Benign Ovarian Cysts

This was an extremely large example of a common finding in the ovary. This was a cluster of benign cysts that had to be removed to rule out cancer.

The first image shows the mass. The largest cyst has been opened, showing a smooth inner surface lining without hemorrhage, necrosis, or rough areas suspicions for malignancy. The oviduct is at the left.

The second image shows the wall of the largest cyst. It is lined by low-columnar, mucin-producing, endocervical-type epithelium, which you can see just below the cyst space at the top. They rest on a fibrous cyst wall, which rests in turn on the vascular ovarian stroma. The ovarian surface epithelium comes from coelom and can differentiate as other female structures.

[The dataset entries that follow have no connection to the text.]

mod auth;
mod courses;
mod demo_bookings;
mod event_registrations;
mod events;
pub mod extract;
mod inquiries;
mod media;

use axum::extract::DefaultBodyLimit;
use axum::routing::{get, post, put};
use axum::{Router, extract::State, http::StatusCode};
use serde::Deserialize;
use tower_http::services::ServeDir;
use tower_http::trace::TraceLayer;

use crate::db::ArchiveFilter;
use crate::error::AppError;
use crate::media::UPLOADS_URL_PREFIX;
use crate::models::{StatusSet, UpdateStatusRequest};
use crate::state::AppState;

/// Listing filters for courses and events. Only admins get to see archived records.
#[derive(Debug, Default, Deserialize)]
#[serde(rename_all = "camelCase")]
pub struct ArchiveQuery {
    pub active_only: Option<bool>,
    pub include_archived: Option<bool>,
    pub archived_only: Option<bool>,
}

impl ArchiveQuery {
    pub fn filter_for(&self, is_admin: bool) -> ArchiveFilter {
        if !is_admin || self.active_only == Some(true) || self.include_archived == Some(false) {
            return ArchiveFilter::Active;
        }
        if self.archived_only == Some(true) {
            ArchiveFilter::Archived
        } else {
            ArchiveFilter::All
        }
    }
}

pub(crate) fn parse_status<S: StatusSet>(req: &UpdateStatusRequest) -> Result<S, AppError> {
    req.parse::<S>()
        .ok_or_else(|| AppError::validation("Invalid status"))
}

pub(crate) fn parse_status_filter<S: StatusSet>(status: Option<&str>) -> Result<Option<S>, AppError> {
    match status.map(str::trim).filter(|s| !s.is_empty()) {
        Some(label) => S::parse(label)
            .map(Some)
            .ok_or_else(|| AppError::validation("Invalid status")),
        None => Ok(None),
    }
}

pub fn router(state: AppState) -> Router {
    let upload_dir = state.config.upload_dir.clone();
    let body_limit = state.config.max_upload_bytes;

    Router::new()
        .route("/health", get(health))
        .route("/auth/login", post(auth::login))
        .route("/auth/logout", post(auth::logout))
        .route("/auth/session", get(auth::current_session))
        .route("/courses", get(courses::list_courses).post(courses::create_course))
        .route("/courses/statistics", get(courses::course_statistics))
        .route(
            "/courses/{id}",
            get(courses::get_course)
                .patch(courses::update_course)
                .delete(courses::delete_course),
        )
        .route("/courses/{id}/archive", put(courses::archive_course))
        .route("/courses/{id}/unarchive", put(courses::unarchive_course))
        .route("/events", get(events::list_events).post(events::create_event))
        .route("/events/statistics", get(events::event_statistics))
        .route(
            "/events/{id}",
            get(events::get_event)
                .patch(events::update_event)
                .delete(events::delete_event),
        )
        .route("/events/{id}/archive", put(events::archive_event))
        .route("/events/{id}/unarchive", put(events::unarchive_event))
        .route("/events/{id}/registrations", get(events::list_event_registrations))
        .route(
            "/inquiries",
            get(inquiries::list_inquiries).post(inquiries::create_inquiry),
        )
        .route("/inquiries/statistics", get(inquiries::inquiry_statistics))
        .route(
            "/inquiries/{id}",
            get(inquiries::get_inquiry).patch(inquiries::update_inquiry_status),
        )
        .route(
            "/demo-bookings",
            get(demo_bookings::list_demo_bookings).post(demo_bookings::create_demo_booking),
        )
        .route(
            "/demo-bookings/statistics",
            get(demo_bookings::demo_booking_statistics),
        )
        .route(
            "/demo-bookings/{id}",
            get(demo_bookings::get_demo_booking).patch(demo_bookings::update_demo_booking_status),
        )
        .route(
            "/event-registrations",
            get(event_registrations::list_registrations)
                .post(event_registrations::create_registration),
        )
        .route(
            "/event-registrations/statistics",
            get(event_registrations::registration_statistics),
        )
        .route(
            "/event-registrations/{id}",
            get(event_registrations::get_registration)
                .patch(event_registrations::update_registration_status),
        )
        .route("/images", post(media::store_image))
        .route("/images/{id}", get(media::get_image))
        .route("/upload", post(media::upload_file))
        .nest_service(UPLOADS_URL_PREFIX, ServeDir::new(upload_dir))
        .layer(DefaultBodyLimit::max(body_limit))
        .layer(TraceLayer::new_for_http())
        .with_state(state)
}

async fn health(State(state): State<AppState>) -> Result<StatusCode, AppError> {
    sqlx::query("select 1").execute(&state.db).await?;
    Ok(StatusCode::OK)
}

#[cfg(test)]
mod tests {
    use super::*;

    fn query(active_only: Option<bool>, include_archived: Option<bool>, archived_only: Option<bool>) -> ArchiveQuery {
        ArchiveQuery {
            active_only,
            include_archived,
            archived_only,
        }
    }

    #[test]
    fn non_admins_only_see_active_records() {
        assert_eq!(ArchiveQuery::default().filter_for(false), ArchiveFilter::Active);
        assert_eq!(query(None, Some(true), Some(true)).filter_for(false), ArchiveFilter::Active);
    }

    #[test]
    fn admins_see_everything_by_default() {
        assert_eq!(ArchiveQuery::default().filter_for(true), ArchiveFilter::All);
        assert_eq!(query(Some(true), None, None).filter_for(true), ArchiveFilter::Active);
        assert_eq!(query(None, Some(false), None).filter_for(true), ArchiveFilter::Active);
        assert_eq!(query(None, None, Some(true)).filter_for(true), ArchiveFilter::Archived);
    }

    #[test]
    fn status_filter_parsing() {
        use crate::models::LeadStatus;
        assert_eq!(parse_status_filter::<LeadStatus>(None).unwrap(), None);
        assert_eq!(parse_status_filter::<LeadStatus>(Some("")).unwrap(), None);
        assert_eq!(
            parse_status_filter::<LeadStatus>(Some("contacted")).unwrap(),
            Some(LeadStatus::Contacted)
        );
        assert!(parse_status_filter::<LeadStatus>(Some("bogus")).is_err());
    }
}
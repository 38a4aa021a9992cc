use chrono::{DateTime, NaiveDate, Utc};
use serde::{Deserialize, Serialize};
use sqlx::FromRow;

use crate::error::AppError;
use crate::models::validation;

#[derive(Debug, Clone, Serialize, Deserialize, FromRow)]
#[serde(rename_all = "camelCase")]
pub struct Course {
    pub id: String,
    pub title: String,
    pub description: String,
    pub image_url: Option<String>,
    pub program: Option<String>,
    pub instructor: Option<String>,
    pub start_date: Option<NaiveDate>,
    pub end_date: Option<NaiveDate>,
    pub is_archived: bool,
    pub created_at: DateTime<Utc>,
    pub updated_at: DateTime<Utc>,
}

#[derive(Debug, Clone, Default, Serialize, Deserialize)]
#[serde(rename_all = "camelCase")]
pub struct NewCourseRequest {
    #[serde(default)]
    pub title: String,
    #[serde(default)]
    pub description: String,
    pub image_url: Option<String>,
    pub program: Option<String>,
    pub instructor: Option<String>,
    pub start_date: Option<NaiveDate>,
    pub end_date: Option<NaiveDate>,
}

impl NewCourseRequest {
    pub fn validate(self) -> Result<Self, AppError> {
        check_dates(self.start_date, self.end_date)?;
        Ok(Self {
            title: validation::required(&self.title, "Title")?,
            description: validation::required(&self.description, "Description")?,
            image_url: validation::optional(self.image_url),
            program: validation::optional(self.program),
            instructor: validation::optional(self.instructor),
            start_date: self.start_date,
            end_date: self.end_date,
        })
    }
}

#[derive(Debug, Clone, Default, Serialize, Deserialize)]
#[serde(rename_all = "camelCase")]
pub struct UpdateCourseRequest {
    pub title: Option<String>,
    pub description: Option<String>,
    pub image_url: Option<String>,
    pub program: Option<String>,
    pub instructor: Option<String>,
    pub start_date: Option<NaiveDate>,
    pub end_date: Option<NaiveDate>,
}

impl UpdateCourseRequest {
    /// Applies the present fields onto `course`, validating each one.
    pub fn apply_to(self, course: &mut Course) -> Result<(), AppError> {
        if let Some(title) = self.title {
            course.title = validation::required(&title, "Title")?;
        }
        if let Some(description) = self.description {
            course.description = validation::required(&description, "Description")?;
        }
        if self.image_url.is_some() {
            course.image_url = validation::optional(self.image_url);
        }
        if self.program.is_some() {
            course.program = validation::optional(self.program);
        }
        if self.instructor.is_some() {
            course.instructor = validation::optional(self.instructor);
        }
        if self.start_date.is_some() {
            course.start_date = self.start_date;
        }
        if self.end_date.is_some() {
            course.end_date = self.end_date;
        }
        check_dates(course.start_date, course.end_date)
    }
}

fn check_dates(start: Option<NaiveDate>, end: Option<NaiveDate>) -> Result<(), AppError> {
    match (start, end) {
        (Some(start), Some(end)) if end < start => {
            Err(AppError::validation("End date must not be before start date"))
        }
        _ => Ok(()),
    }
}

#[derive(Debug, Clone, Serialize)]
#[serde(rename_all = "camelCase")]
pub struct ProgramCount {
    pub program: Option<String>,
    pub count: i64,
}

#[derive(Debug, Clone, Serialize)]
#[serde(rename_all = "camelCase")]
pub struct CourseStatistics {
    pub total: i64,
    pub active: i64,
    pub archived: i64,
    pub by_program: Vec<ProgramCount>,
}
use std::env;
use std::net::SocketAddr;
use std::path::PathBuf;

use thiserror::Error;

const DEFAULT_ADMIN_PASSWORD: &str = "admin123";

#[derive(Debug, Error)]
pub enum ConfigError {
    #[error("{name} has an invalid value: {value}")]
    InvalidValue { name: &'static str, value: String },
}

/// Credentials for the account that is created on startup when no user with this email exists.
#[derive(Clone, Debug)]
pub struct AdminBootstrap {
    pub email: String,
    pub password: String,
    pub name: String,
}

impl AdminBootstrap {
    pub fn uses_default_password(&self) -> bool {
        self.password == DEFAULT_ADMIN_PASSWORD
    }
}

#[derive(Clone, Debug)]
pub struct AppConfig {
    pub database_url: String,
    pub bind_addr: SocketAddr,
    pub upload_dir: PathBuf,
    pub max_upload_bytes: usize,
    pub session_ttl_hours: i64,
    pub cookie_secure: bool,
    pub admin: AdminBootstrap,
}

impl AppConfig {
    pub fn new_from_env() -> Result<Self, ConfigError> {
        let database_url = env::var("DATABASE_URL")
            .unwrap_or_else(|_| "sqlite://backoffice.db?mode=rwc".to_string());
        let bind_addr = parse_var("BIND_ADDR", "127.0.0.1:3000")?;
        let upload_dir = PathBuf::from(env::var("UPLOAD_DIR").unwrap_or_else(|_| "./uploads".to_string()));
        let max_upload_bytes = parse_var("MAX_UPLOAD_BYTES", "10485760")?;
        let session_ttl_hours = parse_var("SESSION_TTL_HOURS", "24")?;
        let cookie_secure = parse_var("COOKIE_SECURE", "false")?;

        let admin = AdminBootstrap {
            email: env::var("ADMIN_EMAIL").unwrap_or_else(|_| "admin@example.com".to_string()),
            password: env::var("ADMIN_PASSWORD")
                .unwrap_or_else(|_| DEFAULT_ADMIN_PASSWORD.to_string()),
            name: env::var("ADMIN_NAME").unwrap_or_else(|_| "Administrator".to_string()),
        };

        Ok(Self {
            database_url,
            bind_addr,
            upload_dir,
            max_upload_bytes,
            session_ttl_hours,
            cookie_secure,
            admin,
        })
    }

    /// Configuration for tests: in-memory database, temp upload dir.
    pub fn for_tests() -> Self {
        Self {
            database_url: "sqlite::memory:".to_string(),
            bind_addr: SocketAddr::from(([127, 0, 0, 1], 0)),
            upload_dir: env::temp_dir().join(format!("backoffice-uploads-{}", uuid::Uuid::new_v4())),
            max_upload_bytes: 1024 * 1024,
            session_ttl_hours: 1,
            cookie_secure: false,
            admin: AdminBootstrap {
                email: "admin@example.com".to_string(),
                password: "correct horse battery staple".to_string(),
                name: "Test Admin".to_string(),
            },
        }
    }
}

fn parse_var<T: std::str::FromStr>(name: &'static str, default: &str) -> Result<T, ConfigError> {
    let value = env::var(name).unwrap_or_else(|_| default.to_string());
    value
        .trim()
        .parse::<T>()
        .map_err(|_| ConfigError::InvalidValue { name, value })
}
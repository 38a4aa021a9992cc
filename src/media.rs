use std::path::PathBuf;

use async_trait::async_trait;
use axum::body::Bytes;
use axum::extract::Multipart;
use tracing::info;
use uuid::Uuid;

use crate::error::AppError;

pub const UPLOADS_URL_PREFIX: &str = "/uploads";

/// A file pulled out of a multipart body, already checked to be an image.
#[derive(Debug)]
pub struct ImagePart {
    pub content_type: String,
    pub filename: Option<String>,
    pub data: Bytes,
}

/// Where uploaded images end up. Returns the relative URL the file is served from.
#[async_trait]
pub trait UploadStore: Send + Sync {
    async fn save(&self, image: &ImagePart) -> Result<String, AppError>;
}

pub struct LocalUploadStore {
    dir: PathBuf,
}

impl LocalUploadStore {
    pub fn new(dir: impl Into<PathBuf>) -> Self {
        Self { dir: dir.into() }
    }
}

#[async_trait]
impl UploadStore for LocalUploadStore {
    async fn save(&self, image: &ImagePart) -> Result<String, AppError> {
        tokio::fs::create_dir_all(&self.dir).await?;

        let name = format!("{}.{}", Uuid::new_v4(), extension_for(&image.content_type));
        let path = self.dir.join(&name);
        tokio::fs::write(&path, &image.data).await?;

        info!(path = %path.display(), bytes = image.data.len(), "upload stored");
        Ok(format!("{UPLOADS_URL_PREFIX}/{name}"))
    }
}

pub fn ensure_image(content_type: &str) -> Result<(), AppError> {
    if content_type.starts_with("image/") {
        Ok(())
    } else {
        Err(AppError::validation("Only image files are allowed"))
    }
}

pub fn extension_for(content_type: &str) -> &'static str {
    match content_type {
        "image/jpeg" | "image/jpg" => "jpg",
        "image/png" => "png",
        "image/gif" => "gif",
        "image/webp" => "webp",
        "image/svg+xml" => "svg",
        "image/avif" => "avif",
        _ => "bin",
    }
}

/// Reads the `file` field of a multipart body and checks its MIME type.
pub async fn read_image_field(mut multipart: Multipart) -> Result<ImagePart, AppError> {
    while let Some(field) = multipart.next_field().await? {
        if field.name() != Some("file") {
            continue;
        }
        let content_type = field.content_type().unwrap_or_default().to_string();
        ensure_image(&content_type)?;
        let filename = field.file_name().map(str::to_string);
        let data = field.bytes().await?;
        if data.is_empty() {
            return Err(AppError::validation("File is empty"));
        }
        return Ok(ImagePart {
            content_type,
            filename,
            data,
        });
    }

    Err(AppError::validation("No file uploaded"))
}

#[cfg(test)]
mod tests {
    use super::*;

    #[test]
    fn only_image_mime_types_pass() {
        assert!(ensure_image("image/png").is_ok());
        assert!(ensure_image("image/svg+xml").is_ok());
        assert!(ensure_image("application/pdf").is_err());
        assert!(ensure_image("").is_err());
    }

    #[tokio::test]
    async fn local_store_writes_file_and_returns_relative_url() {
        let dir = std::env::temp_dir().join(format!("backoffice-media-{}", Uuid::new_v4()));
        let store = LocalUploadStore::new(&dir);
        let image = ImagePart {
            content_type: "image/png".into(),
            filename: Some("a.png".into()),
            data: Bytes::from_static(b"\x89PNG"),
        };

        let url = store.save(&image).await.unwrap();
        assert!(url.starts_with("/uploads/"));
        assert!(url.ends_with(".png"));

        let name = url.trim_start_matches("/uploads/");
        let written = tokio::fs::read(dir.join(name)).await.unwrap();
        assert_eq!(written, b"\x89PNG");

        tokio::fs::remove_dir_all(&dir).await.ok();
    }
}
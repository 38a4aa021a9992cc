use axum::Json;
use axum::extract::{Multipart, Path, State};
use axum::http::header;
use axum::response::{IntoResponse, Response};
use tracing::info;

use crate::auth::AdminUser;
use crate::db::images;
use crate::error::AppError;
use crate::media;
use crate::models::{StoredImage, UploadedFile};
use crate::state::AppState;

const IMAGE_CACHE_CONTROL: &str = "public, max-age=31536000, immutable";

pub async fn get_image(
    State(state): State<AppState>,
    Path(id): Path<String>,
) -> Result<Response, AppError> {
    let image = images::find_image_by_id(&state.db, &id)
        .await?
        .ok_or(AppError::NotFound)?;

    Ok((
        [
            (header::CONTENT_TYPE, image.content_type),
            (header::CACHE_CONTROL, IMAGE_CACHE_CONTROL.to_string()),
        ],
        image.data,
    )
        .into_response())
}

/// Stores the image in the database; it is then served by [`get_image`].
pub async fn store_image(
    State(state): State<AppState>,
    _admin: AdminUser,
    multipart: Multipart,
) -> Result<Json<StoredImage>, AppError> {
    let part = media::read_image_field(multipart).await?;
    let image = images::insert_image(
        &state.db,
        &part.content_type,
        part.filename.as_deref(),
        part.data.to_vec(),
    )
    .await?;

    info!(image_id = %image.id, content_type = %image.content_type, "image stored");
    Ok(Json(StoredImage {
        url: format!("/images/{}", image.id),
        id: image.id,
    }))
}

/// Writes the image to the upload directory and returns its relative URL.
pub async fn upload_file(
    State(state): State<AppState>,
    _admin: AdminUser,
    multipart: Multipart,
) -> Result<Json<UploadedFile>, AppError> {
    let part = media::read_image_field(multipart).await?;
    let url = state.uploads.save(&part).await?;
    Ok(Json(UploadedFile { url }))
}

The third image shows the lining of a smaller cyst. It was lined by corpus-luteum type cells, pink cuboidal cells arranged as the cells in an endocrine gland. You can see them forming a horizontal row below the cyst space at the top and above the free blood (hemorrhage) at the bottom.

Still other cysts in the cluster were lined by theca cells. These are ordinary follicular cysts. These are common variants of an atretic graffian follicle (visicular ovarian follicle) which contains serous fluid. Most of the time, they disappear in 1-2 months. Nobody knows why this woman's cysts became so large.